- [What you are asked to do]:
Find the line with "let settings = Settings::from_env().map_err(|e|" in the records below. Copy it and every line after it, up to and including the line with "let mailer = SmtpMailer::from_settings(&settings.smtp)?;".

- [Stored items]:
- Opening Delimiter -
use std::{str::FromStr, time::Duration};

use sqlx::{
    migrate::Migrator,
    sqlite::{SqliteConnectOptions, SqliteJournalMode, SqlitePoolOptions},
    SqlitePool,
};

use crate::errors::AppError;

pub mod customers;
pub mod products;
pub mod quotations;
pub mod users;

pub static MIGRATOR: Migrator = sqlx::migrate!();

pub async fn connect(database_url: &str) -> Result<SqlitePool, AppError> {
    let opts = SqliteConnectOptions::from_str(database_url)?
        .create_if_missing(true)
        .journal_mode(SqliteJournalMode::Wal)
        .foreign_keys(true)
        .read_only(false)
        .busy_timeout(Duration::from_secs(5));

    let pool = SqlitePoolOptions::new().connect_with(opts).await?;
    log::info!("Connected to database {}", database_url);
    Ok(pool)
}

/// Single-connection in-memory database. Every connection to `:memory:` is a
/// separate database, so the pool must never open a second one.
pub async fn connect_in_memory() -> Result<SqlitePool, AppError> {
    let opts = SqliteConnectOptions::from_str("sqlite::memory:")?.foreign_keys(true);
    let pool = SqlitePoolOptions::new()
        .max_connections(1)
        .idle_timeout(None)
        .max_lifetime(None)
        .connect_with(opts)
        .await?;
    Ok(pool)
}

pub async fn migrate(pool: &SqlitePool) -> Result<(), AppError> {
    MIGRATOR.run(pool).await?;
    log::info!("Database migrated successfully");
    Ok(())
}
- Closing Delimiter -
- Opening Delimiter -
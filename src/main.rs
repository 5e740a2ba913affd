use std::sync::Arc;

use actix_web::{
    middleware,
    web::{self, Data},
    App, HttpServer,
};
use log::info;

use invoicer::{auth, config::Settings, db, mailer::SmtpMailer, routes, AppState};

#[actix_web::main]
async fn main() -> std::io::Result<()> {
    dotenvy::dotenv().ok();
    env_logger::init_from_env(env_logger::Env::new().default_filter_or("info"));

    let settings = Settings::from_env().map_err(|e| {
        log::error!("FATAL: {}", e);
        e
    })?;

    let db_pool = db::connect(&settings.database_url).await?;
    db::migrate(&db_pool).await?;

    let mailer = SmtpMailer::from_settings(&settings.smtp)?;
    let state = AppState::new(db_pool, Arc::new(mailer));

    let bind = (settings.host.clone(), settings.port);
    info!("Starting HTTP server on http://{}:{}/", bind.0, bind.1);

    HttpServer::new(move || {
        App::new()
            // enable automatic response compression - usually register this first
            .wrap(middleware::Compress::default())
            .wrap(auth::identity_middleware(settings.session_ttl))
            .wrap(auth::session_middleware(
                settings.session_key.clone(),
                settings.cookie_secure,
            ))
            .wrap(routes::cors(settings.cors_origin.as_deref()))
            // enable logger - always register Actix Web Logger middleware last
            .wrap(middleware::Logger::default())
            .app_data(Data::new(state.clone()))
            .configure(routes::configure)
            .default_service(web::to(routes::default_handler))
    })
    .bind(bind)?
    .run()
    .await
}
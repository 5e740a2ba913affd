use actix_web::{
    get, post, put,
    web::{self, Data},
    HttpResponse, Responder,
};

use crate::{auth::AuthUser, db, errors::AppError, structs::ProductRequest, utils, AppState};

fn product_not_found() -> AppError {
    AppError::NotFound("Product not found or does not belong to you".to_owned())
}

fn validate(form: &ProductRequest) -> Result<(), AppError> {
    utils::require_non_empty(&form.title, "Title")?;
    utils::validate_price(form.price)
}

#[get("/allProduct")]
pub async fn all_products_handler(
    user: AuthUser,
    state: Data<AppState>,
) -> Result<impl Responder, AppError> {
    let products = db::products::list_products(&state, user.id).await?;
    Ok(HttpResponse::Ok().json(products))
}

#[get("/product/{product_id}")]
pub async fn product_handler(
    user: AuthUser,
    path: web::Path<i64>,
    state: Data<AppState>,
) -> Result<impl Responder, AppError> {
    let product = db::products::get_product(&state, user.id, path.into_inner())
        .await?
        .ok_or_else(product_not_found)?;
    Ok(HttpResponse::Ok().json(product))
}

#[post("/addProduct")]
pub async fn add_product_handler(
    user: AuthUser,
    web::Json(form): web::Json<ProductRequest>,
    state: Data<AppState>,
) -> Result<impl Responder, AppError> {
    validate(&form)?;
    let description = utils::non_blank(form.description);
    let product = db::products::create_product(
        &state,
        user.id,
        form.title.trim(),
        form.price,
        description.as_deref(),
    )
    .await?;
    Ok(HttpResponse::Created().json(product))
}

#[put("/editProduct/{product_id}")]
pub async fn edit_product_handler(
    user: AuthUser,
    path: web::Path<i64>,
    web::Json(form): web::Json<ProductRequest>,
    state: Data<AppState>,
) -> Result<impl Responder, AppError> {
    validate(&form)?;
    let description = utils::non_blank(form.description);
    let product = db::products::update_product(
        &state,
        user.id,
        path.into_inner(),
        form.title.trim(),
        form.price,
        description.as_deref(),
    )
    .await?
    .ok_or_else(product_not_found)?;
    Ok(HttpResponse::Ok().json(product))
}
- Closing Delimiter -
- [Solution]:
    let settings = Settings::from_env().map_err(|e| {
        log::error!("FATAL: {}", e);
        e
    })?;

    let db_pool = db::connect(&settings.database_url).await?;
    db::migrate(&db_pool).await?;

    let mailer = SmtpMailer::from_settings(&settings.smtp)?;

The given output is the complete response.